**Saved entries**

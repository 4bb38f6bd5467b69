//! Recognition script invocation.
//!
//! [`ProcessRunner`] launches `<interpreter> <script> <input>` under an
//! [`ExecutionContext`], captures both output streams through
//! [`subprocess::run_command`], and reduces the result to an [`Outcome`].

pub mod config;
pub mod context;
pub mod extract;
pub mod outcome;
pub mod process;
pub mod subprocess;

pub use config::{ConfigError, RunnerConfig};
pub use context::{ExecutionContext, ParentScope};
pub use extract::extract_result;
pub use outcome::{ErrorKind, InvocationFailure, Outcome, Recognition};
pub use process::{ProcessRunner, DEFAULT_COMMAND_TIMEOUT};

/// Shared test helpers for runner tests.
#[cfg(test)]
pub(crate) mod test_helpers {
    use super::config::RunnerConfig;

    /// Write `body` to a temporary `sh` script.
    ///
    /// The returned handle must stay alive for as long as the script is run.
    pub fn write_temp_script(body: &str) -> tempfile::NamedTempFile {
        use std::io::Write;
        let mut f = tempfile::Builder::new()
            .suffix(".sh")
            .tempfile()
            .expect("create temp file");
        write!(f, "{body}").expect("write body");
        f.flush().expect("flush script");
        f
    }

    /// A [`RunnerConfig`] that runs `script` with `sh`.
    pub fn sh_config(script: &tempfile::NamedTempFile) -> RunnerConfig {
        RunnerConfig::new("sh", script.path())
    }
}
pub mod ocr;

**What is being asked**
From the first line of the records above down to the line containing "pub mod extract;", repeat each line exactly as written. Include both of those lines and add nothing.

**Expected answer**
repository 4bb38f6bd5467b69
//! Recognition script invocation.
//!
//! [`ProcessRunner`] launches `<interpreter> <script> <input>` under an
//! [`ExecutionContext`], captures both output streams through
//! [`subprocess::run_command`], and reduces the result to an [`Outcome`].

pub mod config;
pub mod context;
pub mod extract;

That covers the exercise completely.